Another Suburbanite, Wednesday, 28 December 2011 19:45 (twelve years ago) link

lol @ token

i an johnson, Wednesday, 28 December 2011 21:20 (twelve years ago) link

ooooops. meant 2 say lol @ token hipsterism

i an johnson, Wednesday, 28 December 2011 21:21 (twelve years ago) link

wait is there supposed to be ONE token hipster track on that playlist? that's what that means, right?

some dude (Mr. Stevenson #2), Wednesday, 28 December 2011 21:39 (twelve years ago) link

yeah some dude otm i didnt really notice any

well then (є(٥_ ٥)э), Wednesday, 28 December 2011 21:49 (twelve years ago) link

oneohtrix stuck out to me, but shrug. there are definitely things on that playlist i have not heard & am not interested in hearing so maybe i don't know what i'm talkin about.

i an johnson, Wednesday, 28 December 2011 21:49 (twelve years ago) link

lol lamp

some dude (Mr. Stevenson #2), Wednesday, 28 December 2011 21:51 (twelve years ago) link

if anything sticks out on there, it's the chris watson track.

los krampusinos! (pomplamau5), Wednesday, 28 December 2011 21:53 (twelve years ago) link

Tim Sweeney's best of 2011:

http://www.beatsinspace.net/playlists/605

toby, Thursday, 29 December 2011 11:32 (twelve years ago) link

The Chris Watron record is superb. I may be biased towards it due to having just completed my first year where I've had to get a train more days than not. The Andy Stott 'We Stay Together' record has quality train ambiences going on too.

ineloquentwow, Thursday, 29 December 2011 11:43 (twelve years ago) link

-Watron
+Watson

ineloquentwow, Thursday, 29 December 2011 11:44 (twelve years ago) link

I've hardly seen the Junior Boys album come by on any of these lists, which surprises me.

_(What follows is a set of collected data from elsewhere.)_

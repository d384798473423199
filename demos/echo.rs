//! Echo round-trip through the default backend.
//!
//! Demonstrates:
//! - Creating a client with the crate-level `create`
//! - Subscribing to open, message, error and close events
//! - Sending from the open handler and closing from the message handler
//!
//! Starts a local echo server unless a URL is given.
//!
//! Usage:
//!   cargo run --example echo
//!   cargo run --example echo -- ws://127.0.0.1:9001
//!   cargo run --example echo -- --debug

// ============================================================================
// Imports
// ============================================================================

use std::sync::Arc;
use std::time::Duration;

use futures_util::{SinkExt, StreamExt};
use hybrid_websocket::{CloseCode, Result, WebSocket};
use tokio::net::TcpListener;
use tokio::sync::mpsc;
use tracing_subscriber::EnvFilter;

// ============================================================================
// Constants
// ============================================================================

const GREETING: &str = "Hello from hybrid-websocket!";

const DEADLINE: Duration = Duration::from_secs(10);

// ============================================================================
// Main
// ============================================================================

#[tokio::main]
async fn main() {
    let args: Vec<String> = std::env::args().skip(1).collect();
    let debug = args.iter().any(|a| a == "--debug");
    init_logging(debug);

    let url = match args.iter().find(|a| !a.starts_with("--")) {
        Some(url) => url.clone(),
        None => spawn_echo_server().await,
    };

    if let Err(e) = run(&url).await {
        eprintln!("\n[ERROR] {e}");
        std::process::exit(1);
    }
}

async fn run(url: &str) -> Result<()> {
    println!("=== Echo: {url} ===\n");

    let ws: Arc<dyn WebSocket> = Arc::from(hybrid_websocket::create(url)?);
    let (done_tx, mut done_rx) = mpsc::unbounded_channel();

    let handle = Arc::downgrade(&ws);
    ws.on_open(move || {
        let Some(ws) = handle.upgrade() else { return };
        println!("[open] state: {}", ws.state());
        if let Err(e) = ws.send(GREETING.as_bytes()) {
            eprintln!("[open] send failed: {e}");
        }
    });

    let handle = Arc::downgrade(&ws);
    ws.on_message(move |data| {
        println!("[message] {}", String::from_utf8_lossy(data));
        if let Some(ws) = handle.upgrade()
            && let Err(e) = ws.close(CloseCode::Normal, Some("done"))
        {
            eprintln!("[message] close failed: {e}");
        }
    });

    ws.on_error(|message| println!("[error] {message}"));

    ws.on_close(move |code| {
        println!("[close] {code}");
        let _ = done_tx.send(code);
    });

    ws.connect()?;

    match tokio::time::timeout(DEADLINE, done_rx.recv()).await {
        Ok(Some(code)) => println!("\nFinished with {code}"),
        _ => println!("\nNo close within {DEADLINE:?}"),
    }

    Ok(())
}

// ============================================================================
// Helpers
// ============================================================================

fn init_logging(debug: bool) {
    let filter = if debug {
        "hybrid_websocket=debug"
    } else {
        "hybrid_websocket=info"
    };

    tracing_subscriber::fmt()
        .with_env_filter(EnvFilter::new(filter))
        .with_target(false)
        .init();
}

/// Starts an echo server on a random local port and returns its URL.
async fn spawn_echo_server() -> String {
    let listener = TcpListener::bind("127.0.0.1:0")
        .await
        .expect("bind echo server");
    let port = listener.local_addr().expect("local addr").port();

    tokio::spawn(async move {
        while let Ok((stream, _)) = listener.accept().await {
            tokio::spawn(async move {
                let Ok(mut ws) = tokio_tungstenite::accept_async(stream).await else {
                    return;
                };
                while let Some(Ok(msg)) = ws.next().await {
                    if (msg.is_text() || msg.is_binary()) && ws.send(msg).await.is_err() {
                        break;
                    }
                }
            });
        }
    });

    format!("ws://127.0.0.1:{port}")
}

lebateauivre, Thursday, 29 December 2011 12:14 (twelve years ago) link

Terrorizer is meant to be out today, anyone got the top albums list?

Anyone need a (Jimmy Riddle), Thursday, 29 December 2011 13:52 (twelve years ago) link

Pretty independent-looking list in local weekly:

http://alibi.com/music/39879/Sonic-Deluxe.html

Occidental Rudipherous, Thursday, 29 December 2011 17:15 (twelve years ago) link

On first 43 seconds, this Caretaker thing sounds great.

Occidental Rudipherous, Thursday, 29 December 2011 17:16 (twelve years ago) link

(I see it's already been mentioned a bunch on this thread.)

Occidental Rudipherous, Thursday, 29 December 2011 17:18 (twelve years ago) link

the first 43 seconds of the caretaker record could be the beginning of a really amazing record but they are sadly just the first of many seconds of the caretaker record

cutehound, Thursday, 29 December 2011 18:42 (twelve years ago) link

I don't outright ~hate~ a lot of music.

But for instance: I am not a big Bob Dylan fan. I think this is because I'm less interested in lyrics than I am in interesting sounds, and I also don't find much appeal in traditional folk/blues structures. I suspect that Dylan partisans are, generally, the kind of people who sit down and pay attention to words and who not only aren't bored by the trad structures but find strength and emotional depth in them. It's not my cup of tea, but I can see how he appeals to people who listen to music differently than I do.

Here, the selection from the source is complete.